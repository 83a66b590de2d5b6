//! The handler contract implemented by negotiation steps and extension modules.
//!
//! Handlers are registered into a [`NamespaceDictionary`](crate::registry::NamespaceDictionary)
//! at startup and invoked synchronously by the dispatcher with a borrowed,
//! read-only [`SessionContext`]. They never hold on to the session: changes
//! to it are requested through [`SessionAction`] and applied by the
//! dispatcher after the call returns.
//!
//! Slow work (storage, network) must not run inside `handle`. Return it as a
//! deferred future instead; the connection runs it on the worker pool and
//! writes the produced stanzas when it completes.

use futures::future::BoxFuture;

use crate::entity::Entity;
use crate::registry::RouteHandle;
use crate::session::{Session, SessionPolicy};
use crate::stanza::Stanza;
use crate::types::{SessionState, TerminationCause};
use crate::{StreamErrorCondition, XmppError};

/// Work handed off by a handler, producing the stanzas to send when done.
pub type DeferredStanzas = BoxFuture<'static, Result<Vec<Stanza>, XmppError>>;

/// A session change requested by a handler.
#[derive(Debug, Clone, PartialEq, Eq)]
pub enum SessionAction {
    /// STARTTLS accepted: write the responses, then upgrade the transport
    StartTls,
    /// A SASL exchange is in progress with this mechanism
    SaslChallenge(String),
    /// The client aborted the SASL exchange
    SaslAborted,
    /// SASL succeeded for this (bare) entity
    Authenticated(Entity),
    /// A SASL attempt failed
    AuthenticationFailed,
    /// The resource was reserved and bound
    ResourceBound(String),
    /// End the session, with an optional stream error written first
    Terminate(TerminationCause, Option<StreamErrorCondition>),
}

/// What a handler produced for one stanza.
#[derive(Default)]
pub struct HandlerOutcome {
    /// Stanzas to send immediately, in order
    pub responses: Vec<Stanza>,
    /// Session change to apply after the responses are queued
    pub action: Option<SessionAction>,
    /// Slow work to complete asynchronously
    pub deferred: Option<DeferredStanzas>,
}

impl HandlerOutcome {
    /// Nothing to send.
    pub fn none() -> Self {
        Self::default()
    }

    /// A single immediate response.
    pub fn reply(stanza: Stanza) -> Self {
        Self {
            responses: vec![stanza],
            ..Default::default()
        }
    }

    pub fn replies(stanzas: Vec<Stanza>) -> Self {
        Self {
            responses: stanzas,
            ..Default::default()
        }
    }

    /// Complete later through `future`.
    pub fn deferred<F>(future: F) -> Self
    where
        F: std::future::Future<Output = Result<Vec<Stanza>, XmppError>> + Send + 'static,
    {
        Self {
            deferred: Some(Box::pin(future)),
            ..Default::default()
        }
    }

    pub fn with_action(mut self, action: SessionAction) -> Self {
        self.action = Some(action);
        self
    }
}

impl std::fmt::Debug for HandlerOutcome {
    fn fmt(&self, f: &mut std::fmt::Formatter<'_>) -> std::fmt::Result {
        f.debug_struct("HandlerOutcome")
            .field("responses", &self.responses)
            .field("action", &self.action)
            .field("deferred", &self.deferred.is_some())
            .finish()
    }
}

/// Read-only view of a session, valid for one handler call.
pub struct SessionContext<'a> {
    session: &'a Session,
    server: &'a Entity,
    route: &'a RouteHandle,
}

impl<'a> SessionContext<'a> {
    pub(crate) fn new(session: &'a Session, server: &'a Entity, route: &'a RouteHandle) -> Self {
        Self {
            session,
            server,
            route,
        }
    }

    pub fn session_id(&self) -> &str {
        self.session.id()
    }

    pub fn state(&self) -> SessionState {
        self.session.state()
    }

    /// The authenticated bare entity.
    pub fn peer_entity(&self) -> Option<&Entity> {
        self.session.peer_entity()
    }

    /// The bound full entity.
    pub fn bound_entity(&self) -> Option<Entity> {
        self.session.bound_entity()
    }

    /// This server's domain entity.
    pub fn server_entity(&self) -> &Entity {
        self.server
    }

    /// Language declared on the stream header.
    pub fn lang(&self) -> Option<&str> {
        self.session.lang()
    }

    pub fn is_tls_engaged(&self) -> bool {
        self.session.is_tls_engaged()
    }

    pub fn tls_offered(&self) -> bool {
        self.session.tls_offered()
    }

    pub fn policy(&self) -> &SessionPolicy {
        self.session.policy()
    }

    pub fn auth_failures(&self) -> u32 {
        self.session.auth_failures()
    }

    pub fn sasl_mechanism(&self) -> Option<&str> {
        self.session.sasl_mechanism()
    }

    /// Delivery handle of this session, used when reserving a resource.
    pub fn route_handle(&self) -> &RouteHandle {
        self.route
    }
}

/// A pluggable unit processing one class of stanza.
pub trait Handler: Send + Sync + 'static {
    fn handle(&self, stanza: &Stanza, ctx: &SessionContext<'_>)
        -> Result<HandlerOutcome, XmppError>;
}

impl<F> Handler for F
where
    F: Fn(&Stanza, &SessionContext<'_>) -> Result<HandlerOutcome, XmppError>
        + Send
        + Sync
        + 'static,
{
    fn handle(
        &self,
        stanza: &Stanza,
        ctx: &SessionContext<'_>,
    ) -> Result<HandlerOutcome, XmppError> {
        self(stanza, ctx)
    }
}
//! Connection driver: socket I/O around one [`Dispatcher`].
//!
//! Each connection runs as one task. It reads bytes, feeds the parser and
//! hands events to the dispatcher strictly in arrival order, holding a
//! [`WorkerPool`] permit while it does. Writes happen in the order the
//! dispatcher produced them. Deferred handler work runs in a per-connection
//! [`JoinSet`], so it is aborted together with the connection.

use std::collections::VecDeque;
use std::sync::Arc;

use serde::{Deserialize, Serialize};
use tokio::io::{AsyncRead, AsyncReadExt, AsyncWrite, AsyncWriteExt};
use tokio::sync::mpsc;
use tokio::task::{JoinError, JoinSet};
use tokio_rustls::server::TlsStream;
use tokio_rustls::TlsAcceptor;
use tokio_util::sync::CancellationToken;
use tracing::{debug, info, instrument, warn};

use crate::dispatch::{deferred_failure_reply, DeferredWork, DispatchOutcome, Dispatcher, Outbound, ServerShared};
use crate::parser::{ParserEvent, ParserLimits, XmlParser};
use crate::pool::WorkerPool;
use crate::registry::RouteHandle;
use crate::session::{Session, TerminationListener};
use crate::stanza::Stanza;
use crate::types::{SessionState, TerminationCause, Transport};
use crate::XmppError;

const READ_BUFFER_SIZE: usize = 4096;

/// Per-connection limits.
#[derive(Debug, Clone, Copy, PartialEq, Eq, Serialize, Deserialize)]
#[serde(default)]
pub struct ConnectionSettings {
    /// Parser limits for every stream on the connection
    pub parser_limits: ParserLimits,
    /// Capacity of the queue of stanzas routed to this session
    pub session_queue_limit: usize,
    /// Deferred tasks in flight before reading pauses
    pub max_deferred_per_session: usize,
}

impl Default for ConnectionSettings {
    fn default() -> Self {
        Self {
            parser_limits: ParserLimits::default(),
            session_queue_limit: 64,
            max_deferred_per_session: 16,
        }
    }
}

/// Everything a connection needs from the server, cloned per connection.
#[derive(Clone)]
pub struct ConnectionContext {
    pub shared: Arc<ServerShared>,
    pub settings: ConnectionSettings,
    /// `None` when TLS is not configured
    pub tls: Option<TlsAcceptor>,
    pub pool: WorkerPool,
    pub listeners: Arc<[Arc<dyn TerminationListener>]>,
    pub shutdown: CancellationToken,
}

impl std::fmt::Debug for ConnectionContext {
    fn fmt(&self, f: &mut std::fmt::Formatter<'_>) -> std::fmt::Result {
        f.debug_struct("ConnectionContext")
            .field("settings", &self.settings)
            .field("tls", &self.tls.is_some())
            .field("pool", &self.pool)
            .field("listeners", &self.listeners.len())
            .finish()
    }
}

enum StreamInner<T> {
    None,
    Plain(T),
    Tls(Box<TlsStream<T>>),
}

impl<T> Default for StreamInner<T> {
    fn default() -> Self {
        Self::None
    }
}

impl<T: AsyncRead + AsyncWrite + Unpin> StreamInner<T> {
    fn transport(&self) -> Transport {
        match self {
            Self::Tls(_) => Transport::TcpTls,
            Self::None | Self::Plain(_) => Transport::Tcp,
        }
    }

    async fn read(&mut self, buf: &mut [u8]) -> Result<usize, XmppError> {
        match self {
            Self::None => Err(XmppError::internal("Stream not initialized")),
            Self::Plain(s) => Ok(s.read(buf).await?),
            Self::Tls(s) => Ok(s.read(buf).await?),
        }
    }

    async fn write_all(&mut self, buf: &[u8]) -> Result<(), XmppError> {
        match self {
            Self::None => Err(XmppError::internal("Stream not initialized")),
            Self::Plain(s) => Ok(s.write_all(buf).await?),
            Self::Tls(s) => Ok(s.write_all(buf).await?),
        }
    }

    async fn flush(&mut self) -> Result<(), XmppError> {
        match self {
            Self::None => Err(XmppError::internal("Stream not initialized")),
            Self::Plain(s) => Ok(s.flush().await?),
            Self::Tls(s) => Ok(s.flush().await?),
        }
    }

    async fn shutdown(&mut self) -> Result<(), XmppError> {
        match self {
            Self::None => Ok(()),
            Self::Plain(s) => Ok(s.shutdown().await?),
            Self::Tls(s) => Ok(s.shutdown().await?),
        }
    }
}

/// What woke the connection loop.
enum Wake {
    Shutdown,
    Routed(Stanza),
    Deferred(Result<(Stanza, Result<Vec<Stanza>, XmppError>), JoinError>),
    Read(Result<usize, XmppError>),
}

/// One client connection.
pub struct Connection<T> {
    inner: StreamInner<T>,
    parser: XmlParser,
    dispatcher: Dispatcher,
    routed: mpsc::Receiver<Stanza>,
    pending: VecDeque<ParserEvent>,
    /// Syntax error reported once `pending` has been dispatched
    syntax_failure: Option<XmppError>,
    deferred: JoinSet<(Stanza, Result<Vec<Stanza>, XmppError>)>,
    ctx: ConnectionContext,
}

impl<T> Connection<T>
where
    T: AsyncRead + AsyncWrite + Unpin + Send + 'static,
{
    pub fn new(transport: T, ctx: ConnectionContext) -> Self {
        let session_id = ctx.shared.ids.next_id();
        let (tx, rx) = mpsc::channel(ctx.settings.session_queue_limit.max(1));
        let route = RouteHandle::new(&session_id, tx);
        let session = Session::new(session_id, ctx.shared.policy.clone());

        Self {
            inner: StreamInner::Plain(transport),
            parser: XmlParser::new(ctx.settings.parser_limits),
            dispatcher: Dispatcher::new(session, Arc::clone(&ctx.shared), route),
            routed: rx,
            pending: VecDeque::new(),
            syntax_failure: None,
            deferred: JoinSet::new(),
            ctx,
        }
    }

    pub fn session_id(&self) -> &str {
        self.dispatcher.session().id()
    }

    /// Whether the byte stream is currently plain or TLS.
    pub fn transport(&self) -> Transport {
        self.inner.transport()
    }

    /// Drive the connection until the session ends, then clean up.
    #[instrument(name = "xmpp.connection.run", skip(self), fields(session_id = %self.session_id()))]
    pub async fn run(mut self) -> Result<(), XmppError> {
        info!("Connection started");
        let result = self.run_loop().await;

        if let Err(e) = &result {
            warn!(error = %e, "Connection failed");
            self.dispatcher.abort(TerminationCause::Error);
        }
        self.deferred.abort_all();
        if let Err(e) = self.inner.shutdown().await {
            debug!(error = %e, "Transport shutdown failed");
        }

        if let Some((summary, cause)) = self.dispatcher.finish() {
            for listener in self.ctx.listeners.iter() {
                listener.session_terminated(&summary, cause);
            }
        }
        result
    }

    async fn run_loop(&mut self) -> Result<(), XmppError> {
        let mut buf = vec![0u8; READ_BUFFER_SIZE];

        loop {
            while let Some(event) = self.pending.pop_front() {
                let outcome = {
                    let _worker = self.ctx.pool.acquire().await?;
                    self.handle_event(event)
                };
                if !self.apply(outcome).await? {
                    return Ok(());
                }
            }

            if let Some(e) = self.syntax_failure.take() {
                let outcome = self.dispatcher.syntax_error(&e);
                self.apply(outcome).await?;
                return Ok(());
            }

            let can_read = self.deferred.len() < self.ctx.settings.max_deferred_per_session;
            let wake = tokio::select! {
                _ = self.ctx.shutdown.cancelled() => Wake::Shutdown,
                Some(stanza) = self.routed.recv() => Wake::Routed(stanza),
                Some(joined) = self.deferred.join_next(), if !self.deferred.is_empty() => Wake::Deferred(joined),
                read = self.inner.read(&mut buf), if can_read => Wake::Read(read),
            };

            match wake {
                Wake::Shutdown => {
                    let outcome = self.dispatcher.shutdown();
                    self.apply(outcome).await?;
                    return Ok(());
                }
                Wake::Routed(stanza) => {
                    if self.dispatcher.session().state() == SessionState::Bound {
                        self.write(&[Outbound::Stanza(stanza)]).await?;
                    } else {
                        debug!("Dropping routed stanza for unbound session");
                    }
                }
                Wake::Deferred(joined) => self.deferred_completed(joined).await?,
                Wake::Read(Ok(0)) => {
                    info!("Peer disconnected");
                    self.dispatcher.abort(TerminationCause::PeerInitiated);
                    return Ok(());
                }
                Wake::Read(Ok(n)) => {
                    let fed = self.parser.push(&buf[..n]);
                    self.pending.extend(fed.events);
                    self.syntax_failure = fed.error;
                }
                Wake::Read(Err(e)) => return Err(e),
            }
        }
    }

    fn handle_event(&mut self, event: ParserEvent) -> DispatchOutcome {
        match event {
            ParserEvent::StreamOpen(header) => self.dispatcher.stream_opened(&header),
            ParserEvent::Stanza(stanza) => self.dispatcher.dispatch(stanza),
            ParserEvent::StreamClose => self.dispatcher.stream_closed(),
        }
    }

    /// Write, spawn and upgrade as `outcome` says. Returns whether to go on.
    async fn apply(&mut self, outcome: DispatchOutcome) -> Result<bool, XmppError> {
        self.write(&outcome.outbound).await?;

        if outcome.is_terminated() {
            // Anything still queued belongs to a dead session.
            self.pending.clear();
            return Ok(false);
        }

        for work in outcome.deferred {
            self.spawn_deferred(work);
        }

        if outcome.upgrade_tls {
            self.upgrade_tls().await?;
            let established = self.dispatcher.tls_established();
            self.write(&established.outbound).await?;
            return Ok(!established.is_terminated());
        }
        Ok(true)
    }

    async fn write(&mut self, items: &[Outbound]) -> Result<(), XmppError> {
        if items.is_empty() {
            return Ok(());
        }
        for item in items {
            let xml = item.to_xml();
            debug!(bytes = xml.len(), "Writing");
            self.inner.write_all(xml.as_bytes()).await?;
        }
        self.inner.flush().await
    }

    fn spawn_deferred(&mut self, work: DeferredWork) {
        let DeferredWork { request, future } = work;
        let run = self.ctx.pool.run(future);
        self.deferred.spawn(async move {
            let result = run.await.and_then(|produced| produced);
            (request, result)
        });
    }

    async fn deferred_completed(
        &mut self,
        joined: Result<(Stanza, Result<Vec<Stanza>, XmppError>), JoinError>,
    ) -> Result<(), XmppError> {
        let (request, result) = match joined {
            Ok(done) => done,
            Err(e) => {
                warn!(error = %e, "Deferred task did not complete");
                return Ok(());
            }
        };
        if self.dispatcher.session().state().is_terminal() {
            return Ok(());
        }

        match result {
            Ok(stanzas) => {
                let items: Vec<_> = stanzas.into_iter().map(Outbound::Stanza).collect();
                self.write(&items).await
            }
            Err(e) => {
                warn!(error = %e, id = ?request.id(), "Deferred work failed");
                match deferred_failure_reply(&request, &e) {
                    Some(reply) => self.write(&[Outbound::Stanza(reply)]).await,
                    None => Ok(()),
                }
            }
        }
    }

    /// Replace the plain transport with TLS. The parser starts over.
    #[instrument(skip(self), name = "xmpp.connection.starttls")]
    async fn upgrade_tls(&mut self) -> Result<(), XmppError> {
        let acceptor = self
            .ctx
            .tls
            .clone()
            .ok_or_else(|| XmppError::internal("STARTTLS accepted without TLS configuration"))?;

        let plain = match std::mem::take(&mut self.inner) {
            StreamInner::Plain(s) => s,
            StreamInner::Tls(_) => return Err(XmppError::internal("Already using TLS")),
            StreamInner::None => return Err(XmppError::internal("Stream already taken")),
        };

        let tls = acceptor.accept(plain).await?;
        self.inner = StreamInner::Tls(Box::new(tls));
        self.parser.reset();
        // Plaintext sent after <starttls/> is not trusted.
        self.pending.clear();
        self.syntax_failure = None;

        debug!(transport = %self.inner.transport(), "TLS upgrade complete");
        Ok(())
    }
}

impl<T> std::fmt::Debug for Connection<T> {
    fn fmt(&self, f: &mut std::fmt::Formatter<'_>) -> std::fmt::Result {
        f.debug_struct("Connection")
            .field("dispatcher", &self.dispatcher)
            .field("pending", &self.pending.len())
            .field("deferred", &self.deferred.len())
            .finish()
    }
}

_ _ _ _

### Problem to work on
A word-for-word copy of the lines above from the one with "the order the" through the one with "use tokio_rustls::server::TlsStream;", inclusive, is the only output wanted.

### Output of the exercise
//! [`WorkerPool`] permit while it does. Writes happen in the order the
//! dispatcher produced them. Deferred handler work runs in a per-connection
//! [`JoinSet`], so it is aborted together with the connection.

use std::collections::VecDeque;
use std::sync::Arc;

use serde::{Deserialize, Serialize};
use tokio::io::{AsyncRead, AsyncReadExt, AsyncWrite, AsyncWriteExt};
use tokio::sync::mpsc;
use tokio::task::{JoinError, JoinSet};
use tokio_rustls::server::TlsStream;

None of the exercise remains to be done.